Bob Fitch, who went on to document the farm worker movement in California after his years in the south, captures the perspective shared by these civil rights photographers and the impact the movement made on their lives.  “”I did various kinds of organizing for the balance of my life and photographed those activities as I went through,” he says in his interview.  “And I perceived myself as an organizer who uses a camera to tell the story of my work, which is true today.”1

Ed Fondren, 104 years old, Bob Fitch, Batesville, Mississippi, 1966

To Fitch, work as a photographer springs from his work as an organizer.  Both are a means to fight for social and racial justice.  Because he’s an organizer, he’s there when friends carry El Fondren, 104 years old, from the courthouse after registering to vote (an act which cost people their lives in Mississippi at the time).  Fitch’s quick eye frames Fondren between two hands about to clap in celebration, with other hands reaching up.  Like all the photos in the book, it’s a document of a critical historical moment, and at the same time an inspiration to other Black farmers to go down to the courthouse.  It is also a beautiful image.2

Fitch’s organizer’s perspective does not make him less of a photographer.  His portrait of Cesar Chavez was used for the U.S. postage stamp.  His image of Dorothy Day surrounded by helmeted sheriffs during the Coachella grape strike became one of the best-known photographs of the early years of the United Farm Workers.  But Fitch’s perspective puts him at odds with that taught in journalism schools and practiced in the mainstream media.  Photographers today are expected to be “objective” observers of events, not active participants in them. In fact, participation in marches or demonstrations is held to so compromise a photographer that it is grounds for discharge at newspapers like the New York Times or Washington Post.

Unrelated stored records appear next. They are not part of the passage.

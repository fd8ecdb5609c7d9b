// ══════════════════════════════════════════════════════════════════════════════
// CONSTANTS MODULE
// ══════════════════════════════════════════════════════════════════════════════
//
// Defines crate-wide constants shared by the logger and its file sink.
// - DEFAULT_DIR: folder used when a redirect names no directory
// - TIMESTAMP_FORMAT / DATE_FORMAT: chrono formats for lines and file names
// - TAG_GAP: fixed spacing between "[TAG]" and the message body

pub const DEFAULT_DIR: &str = "logs";

pub const LOG_EXTENSION: &str = "log";

pub const TIMESTAMP_FORMAT: &str = "%Y-%m-%d %H:%M:%S";

pub const DATE_FORMAT: &str = "%Y-%m-%d";

/// Three spaces. Log parsers split on this.
pub const TAG_GAP: &str = "   ";

pub const FATAL_EXIT_CODE: i32 = 1;

pub const FORMAT_ERROR_MARKER: &str = "[formatting error]";
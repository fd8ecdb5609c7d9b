// ══════════════════════════════════════════════════════════════════════════════
// LEVEL MODULE
// ══════════════════════════════════════════════════════════════════════════════
//
// The severity model. `Level` is the threshold scale (debug=4 down to none=-1),
// `Kind` is what a message is: each of the seven kinds maps onto an ordinal,
// a bracketed tag and a console color. A message is shown when its ordinal is
// less than or equal to the configured threshold.

use std::fmt;
use std::str::FromStr;
use colored::Color;
use crate::error::LevelError;

/// Human-readable summary of the accepted level names.
pub const HELP: &str = "\
Available levels:
  debug - will show everything
  info  - drops debug messages
  warn  - drops info and debug messages
  error - drops warn, info and debug messages
  fatal - drops error, warn, info and debug messages
  none  - will show nothing";

/// Threshold scale, ordered from least to most verbose.
#[derive(Debug, Clone, Copy, PartialEq, Eq, PartialOrd, Ord, Hash, Default)]
#[repr(i8)]
pub enum Level {
	None = -1,
	Fatal = 0,
	Error = 1,
	Warn = 2,
	#[default]
	Info = 3,
	Debug = 4,
}

impl Level {
	pub const ALL: [Level; 6] = [
		Level::Debug,
		Level::Info,
		Level::Warn,
		Level::Error,
		Level::Fatal,
		Level::None,
	];

	pub fn ordinal(self) -> i8 {
		self as i8
	}

	/// Canonical lowercase name.
	pub fn as_str(self) -> &'static str {
		match self {
			Level::Debug => "debug",
			Level::Info => "info",
			Level::Warn => "warn",
			Level::Error => "error",
			Level::Fatal => "fatal",
			Level::None => "none",
		}
	}

	/// Returns true when a message of `ordinal` clears this threshold.
	pub fn passes(self, ordinal: i8) -> bool {
		ordinal <= self.ordinal()
	}
}

impl fmt::Display for Level {
	fn fmt(&self, f: &mut fmt::Formatter<'_>) -> fmt::Result {
		f.write_str(self.as_str())
	}
}

impl FromStr for Level {
	type Err = LevelError;

	fn from_str(s: &str) -> Result<Self, Self::Err> {
		let name = s.trim();
		Level::ALL
			.into_iter()
			.find(|level| level.as_str().eq_ignore_ascii_case(name))
			.ok_or_else(|| LevelError::Unknown(s.to_string()))
	}
}

/// The seven message kinds a caller can emit.
#[derive(Debug, Clone, Copy, PartialEq, Eq, Hash)]
pub enum Kind {
	Debug,
	Info,
	Warn,
	Error,
	Fatal,
	Success,
	System,
}

impl Kind {
	pub const ALL: [Kind; 7] = [
		Kind::Debug,
		Kind::Info,
		Kind::Warn,
		Kind::Error,
		Kind::Fatal,
		Kind::Success,
		Kind::System,
	];

	/// Fatal, Success and System share ordinal 0 and differ only by tag and color.
	pub fn ordinal(self) -> i8 {
		match self {
			Kind::Debug => Level::Debug.ordinal(),
			Kind::Info => Level::Info.ordinal(),
			Kind::Warn => Level::Warn.ordinal(),
			Kind::Error => Level::Error.ordinal(),
			Kind::Fatal | Kind::Success | Kind::System => Level::Fatal.ordinal(),
		}
	}

	pub fn tag(self) -> &'static str {
		match self {
			Kind::Debug => "DBG",
			Kind::Info => "INF",
			Kind::Warn => "WRN",
			Kind::Error => "ERR",
			Kind::Fatal => "FATAL",
			Kind::Success => "OK",
			Kind::System => "SYS",
		}
	}

	pub fn color(self) -> Color {
		match self {
			Kind::Debug => Color::Magenta,
			Kind::Info => Color::Cyan,
			Kind::Warn => Color::Yellow,
			Kind::Error | Kind::Fatal => Color::Red,
			Kind::Success => Color::Green,
			Kind::System => Color::White,
		}
	}

	pub fn as_str(self) -> &'static str {
		match self {
			Kind::Debug => "debug",
			Kind::Info => "info",
			Kind::Warn => "warn",
			Kind::Error => "error",
			Kind::Fatal => "fatal",
			Kind::Success => "success",
			Kind::System => "system",
		}
	}
}

impl fmt::Display for Kind {
	fn fmt(&self, f: &mut fmt::Formatter<'_>) -> fmt::Result {
		f.write_str(self.as_str())
	}
}
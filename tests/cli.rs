use std::fs;
use std::path::Path;
use std::process::{Command, Output};
use chrono::Local;
use tempfile::TempDir;

fn levelog(cwd: &Path, args: &[&str]) -> Output {
	Command::new(env!("CARGO_BIN_EXE_levelog"))
		.current_dir(cwd)
		.env_remove("LEVELOG_LEVEL")
		.env_remove("LEVELOG_DIR")
		.env_remove("LEVELOG_FILE")
		.args(args)
		.output()
		.unwrap()
}

fn stdout(output: &Output) -> String {
	String::from_utf8_lossy(&output.stdout).into_owned()
}

#[test]
fn test_fatal_exits_with_status_one() {
	let temp_dir = TempDir::new().unwrap();
	let output = levelog(temp_dir.path(), &["emit", "fatal", "disk", "gone"]);

	assert_eq!(output.status.code(), Some(1));
	assert!(stdout(&output).contains("[FATAL]   disk gone"));
}

#[test]
fn test_fatal_exits_even_when_silenced() {
	let temp_dir = TempDir::new().unwrap();
	let output = levelog(temp_dir.path(), &["--level", "none", "emit", "fatal", "quiet"]);

	assert_eq!(output.status.code(), Some(1));
	assert!(stdout(&output).is_empty());
}

#[test]
fn test_threshold_suppresses_verbose_kinds() {
	let temp_dir = TempDir::new().unwrap();
	let output = levelog(temp_dir.path(), &["--level", "error", "emit", "info", "hidden"]);
	assert!(output.status.success());
	assert!(stdout(&output).is_empty());

	let output = levelog(temp_dir.path(), &["--level", "ERROR", "emit", "success", "shown"]);
	assert!(output.status.success());
	assert!(stdout(&output).contains("[OK]   shown"));
}

#[test]
fn test_unknown_level_reports_and_falls_back() {
	let temp_dir = TempDir::new().unwrap();
	let output = levelog(temp_dir.path(), &["--level", "bogus", "emit", "info", "hello"]);
	let text = stdout(&output);

	assert!(output.status.success());
	assert_eq!(text.lines().filter(|l| l.contains("[SYS]")).count(), 1);
	assert!(text.contains("[INF]   hello"));
}

#[test]
fn test_default_file_redirect_appends() {
	let temp_dir = TempDir::new().unwrap();
	let today = Local::now().format("%Y-%m-%d").to_string();

	let first = levelog(temp_dir.path(), &["--to-file", "emit", "error", "first"]);
	let second = levelog(temp_dir.path(), &["--to-file", "emit", "error", "second"]);
	assert!(first.status.success());
	assert!(second.status.success());
	assert!(stdout(&first).contains("[SYS]"));

	let path = temp_dir.path().join("logs").join(format!("{}.log", today));
	let written = fs::read_to_string(path).unwrap();
	let lines: Vec<&str> = written.lines().collect();
	assert_eq!(lines.len(), 2);
	assert!(lines[0].ends_with("[ERR]   first"));
	assert!(lines[1].ends_with("[ERR]   second"));
	assert!(!written.contains('\x1b'));
}

#[test]
fn test_monthly_layout() {
	let temp_dir = TempDir::new().unwrap();
	let now = Local::now();
	let output = levelog(temp_dir.path(), &["--monthly", "--file", "app.log", "emit", "warn", "x"]);
	assert!(output.status.success());

	let path = temp_dir
		.path()
		.join("logs")
		.join(now.format("%Y").to_string())
		.join(now.format("%m").to_string())
		.join("app.log");
	assert!(fs::read_to_string(path).unwrap().contains("[WRN]   x"));
}

#[test]
fn test_levels_help() {
	let temp_dir = TempDir::new().unwrap();
	let output = levelog(temp_dir.path(), &["levels"]);
	let text = stdout(&output);

	assert!(output.status.success());
	for name in ["debug", "info", "warn", "error", "fatal", "none"] {
		assert!(text.contains(name));
	}
}
// ══════════════════════════════════════════════════════════════════════════════
// LOGGER MODULE
// ══════════════════════════════════════════════════════════════════════════════
//
// The routing engine. A `Logger` owns the threshold, the current sink, the
// color switch, a clock and the exit strategy used by Fatal. Every entry point
// renders its message, asks the threshold whether it passes and, if so, writes
// one "<timestamp> [<TAG>]   <message>" line. Failures never propagate: write
// errors go to stderr, redirect errors are logged and the console stays active.

use std::fmt::{self, Write as _};
use std::io::Write;
use std::path::{Path, PathBuf};
use colored::Color;
use crate::clock::{Clock, SystemClock};
use crate::constants::{FATAL_EXIT_CODE, FORMAT_ERROR_MARKER, TAG_GAP};
use crate::error::RedirectError;
use crate::io::{resolve_log_path, FileLayout, Sink};
use crate::level::{Kind, Level};
use crate::term;

/// Called by Fatal with the exit code once output is closed.
pub type ExitHook = Box<dyn Fn(i32) + Send>;

fn exit_process(code: i32) {
	std::process::exit(code)
}

/// Renders format arguments without panicking on a failing `Display` impl.
fn render(args: fmt::Arguments<'_>) -> String {
	let mut message = String::new();
	if message.write_fmt(args).is_err() {
		let kept = message.trim_end().len();
		message.truncate(kept);
		if !message.is_empty() {
			message.push(' ');
		}
		message.push_str(FORMAT_ERROR_MARKER);
	}
	message
}

pub struct Logger {
	threshold: Level,
	sink: Sink,
	colors: bool,
	clock: Box<dyn Clock + Send>,
	exit: ExitHook,
}

impl Default for Logger {
	fn default() -> Self {
		Logger::new()
	}
}

impl Logger {
	/// Stdout sink, `info` threshold, colors when stdout is a terminal.
	pub fn new() -> Self {
		Logger::from_sink(Sink::stdout()).with_colors(term::stdout_supports_color())
	}

	/// Console logger writing to `writer` instead of stdout. Colors start off.
	pub fn with_console(writer: impl Write + Send + 'static) -> Self {
		Logger::from_sink(Sink::Console(Box::new(writer)))
	}

	fn from_sink(sink: Sink) -> Self {
		Logger {
			threshold: Level::default(),
			sink,
			colors: false,
			clock: Box::new(SystemClock),
			exit: Box::new(exit_process),
		}
	}

	pub fn with_clock(mut self, clock: impl Clock + Send + 'static) -> Self {
		self.clock = Box::new(clock);
		self
	}

	/// Replaces the real process exit used by Fatal.
	pub fn with_exit(mut self, exit: impl Fn(i32) + Send + 'static) -> Self {
		self.exit = Box::new(exit);
		self
	}

	/// Colors apply to the console only; file output is always plain.
	pub fn with_colors(mut self, enabled: bool) -> Self {
		self.colors = enabled;
		self
	}

	// ══════════════════════════════════════════════════════════════════════════
	// SEVERITY FILTER
	// ══════════════════════════════════════════════════════════════════════════

	pub fn threshold(&self) -> Level {
		self.threshold
	}

	pub fn set_threshold(&mut self, level: Level) {
		self.threshold = level;
	}

	/// Sets the threshold by name, case-insensitively. An unknown name falls back
	/// to `info` and is reported with one System message.
	pub fn set_level(&mut self, name: &str) -> Level {
		match name.parse::<Level>() {
			Ok(level) => {
				self.threshold = level;
				level
			}
			Err(e) => {
				self.threshold = Level::Info;
				self.system(format_args!("{}, falling back to '{}'", e, Level::Info));
				Level::Info
			}
		}
	}

	pub fn passes(&self, ordinal: i8) -> bool {
		self.threshold.passes(ordinal)
	}

	// ══════════════════════════════════════════════════════════════════════════
	// OUTPUT ROUTER
	// ══════════════════════════════════════════════════════════════════════════

	/// Path of the open log file, `None` while on the console.
	pub fn log_path(&self) -> Option<&Path> {
		self.sink.path()
	}

	/// Formats and writes one line to the current sink. Never fails.
	pub fn write_line(&mut self, tag: &str, color: Color, message: &str) {
		let use_color = self.colors && !self.sink.is_file();
		let tag = term::colorize(&format!("[{}]", tag), color, use_color);
		let line = format!("{} {}{}{}", self.clock.timestamp(), tag, TAG_GAP, message);

		if let Err(e) = self.sink.write_line(&line) {
			eprintln!("Error writing log line: {}", e);
		}
	}

	/// Sends output to `dir/file` in append mode. Empty `dir` means "logs",
	/// empty `file` means "<today>.log". On failure the sink is left unchanged.
	pub fn redirect_to_file(&mut self, dir: &str, file: &str) -> Result<PathBuf, RedirectError> {
		self.redirect_with_layout(dir, file, FileLayout::Flat)
	}

	/// Like `redirect_to_file`, with a choice of folder layout under `dir`.
	pub fn redirect_with_layout(
		&mut self,
		dir: &str,
		file: &str,
		layout: FileLayout,
	) -> Result<PathBuf, RedirectError> {
		let path = resolve_log_path(dir, file, layout, self.clock.now());

		match Sink::open_file(path.clone()) {
			Ok(sink) => {
				// Announce through the sink being replaced
				self.system(format_args!("Logging to file: {}", path.display()));
				let mut previous = std::mem::replace(&mut self.sink, sink);
				if let Err(e) = previous.flush() {
					eprintln!("Error flushing previous log output: {}", e);
				}
				Ok(path)
			}
			Err(e) => {
				self.error(format_args!("Log redirect failed, staying on current output: {}", e));
				Err(e)
			}
		}
	}

	/// Flushes and releases a file sink, returning output to stdout.
	pub fn close(&mut self) {
		if let Err(e) = self.sink.flush() {
			eprintln!("Error flushing log output: {}", e);
		}
		if self.sink.is_file() {
			self.sink = Sink::stdout();
		}
	}

	// ══════════════════════════════════════════════════════════════════════════
	// ENTRY POINTS
	// ══════════════════════════════════════════════════════════════════════════

	/// Emits a message of any kind. `Kind::Fatal` terminates like `fatal`.
	pub fn log(&mut self, kind: Kind, args: fmt::Arguments<'_>) {
		if kind == Kind::Fatal {
			self.fatal(args);
			return;
		}
		let message = render(args);
		if self.passes(kind.ordinal()) {
			self.write_line(kind.tag(), kind.color(), &message);
		}
	}

	pub fn debug(&mut self, args: fmt::Arguments<'_>) {
		self.log(Kind::Debug, args);
	}

	pub fn info(&mut self, args: fmt::Arguments<'_>) {
		self.log(Kind::Info, args);
	}

	pub fn warn(&mut self, args: fmt::Arguments<'_>) {
		self.log(Kind::Warn, args);
	}

	pub fn error(&mut self, args: fmt::Arguments<'_>) {
		self.log(Kind::Error, args);
	}

	pub fn success(&mut self, args: fmt::Arguments<'_>) {
		self.log(Kind::Success, args);
	}

	pub fn system(&mut self, args: fmt::Arguments<'_>) {
		self.log(Kind::System, args);
	}

	/// Writes the message if the threshold allows, then always closes output and
	/// exits with code 1. The exit happens even when the line is suppressed.
	pub fn fatal(&mut self, args: fmt::Arguments<'_>) {
		let message = render(args);
		if self.passes(Kind::Fatal.ordinal()) {
			self.write_line(Kind::Fatal.tag(), Kind::Fatal.color(), &message);
		}
		self.close();
		(self.exit)(FATAL_EXIT_CODE);
	}
}

impl fmt::Debug for Logger {
	fn fmt(&self, f: &mut fmt::Formatter<'_>) -> fmt::Result {
		f.debug_struct("Logger")
			.field("threshold", &self.threshold)
			.field("log_path", &self.sink.path())
			.field("colors", &self.colors)
			.finish()
	}
}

Matt Herron, one of the best-known photographers in the book, describes three goals for his work as a SNCC photographer:  “I was a budding photojournalist, that was foremost, and that was how I was gonna support the family,” he remembers.  “I was also a propagandist for the movement.  When movement people wanted pictures I did it and they used them…I wanted to do social documentary work on the way of life that was southern, both black and white, and to try and document this weird culture that we’d thrust ourselves into.”3

Black labor maintained white privelege, Matt Herron, Jackson, Mississippi, 1963

Herron’s photograph of a Black man clipping the lawn in front of a ante-bellum style mansion in Jackson serves all three purposes.  In one image it captures the class and race relations of the south.  The juxtaposition of the gardener below and the rich family above, in a composition in which the man is large and detailed enough to be real as a person, but is dwarfed by lawn and house, is a visual indictment of the lack of social equality and justice.  The book doesn’t say if this image was sold, helping to make a living for his family, but Herron did have a long career as a photojournalist after his years in the south.

Documentary photographers today still struggle with their relationship to the communities and movements they document, and their need to make a living.  His self-description probably sounds very familiar to many young photographers around the Occupy protests, who consider themselves activist photojournalists — simultaneously participants and documentarians.

The work of photographers like Fitch, Herron and their fellow civil rights activists gains visual and emotional power from their closeness to the movement they document.  They are not “objective,” but partisan.  For them, the documentation of social reality is part of the movement for social change.  George Ballis, another photographer who went from the south to California to document the early years of the farm workers movement, explains that closeness:  “Well, it’s one thing to talk about people in a condition; it’s another thing to look somebody in the eye.  When I did that, I saw me, I saw we.  I didn’t see them any more. I saw us.  So I’m not working on their issues, I’m working on our issues.  We’re all in this together, whether it’s farm labor conditions or civil rights or gay marriages or the conditions of the steelworkers, it’s us.”4

MFDP demonstrations, George Ballis, Atlantic City, New Jersey, 1964

During the Democratic Party convention that refused to seat the movement-organized Mississippi Freedom Democratic Party, most press photographers shot the scenes in the hall where the confrontation took place.  So did Ballis.  But because he was part of the movement, later that night he was with the activists from the south as they held aloft a casket on the Atlantic City boardwalk, symbolizing the Klan murders of civil rights workers Goodwin, Schwerner and Chaney.  Ballis shows the price paid for voting rights at the very moment when those rights are being denied.  His ability as a photographer to take this nighttime image, using available light and no flash, renders the drama even more intense.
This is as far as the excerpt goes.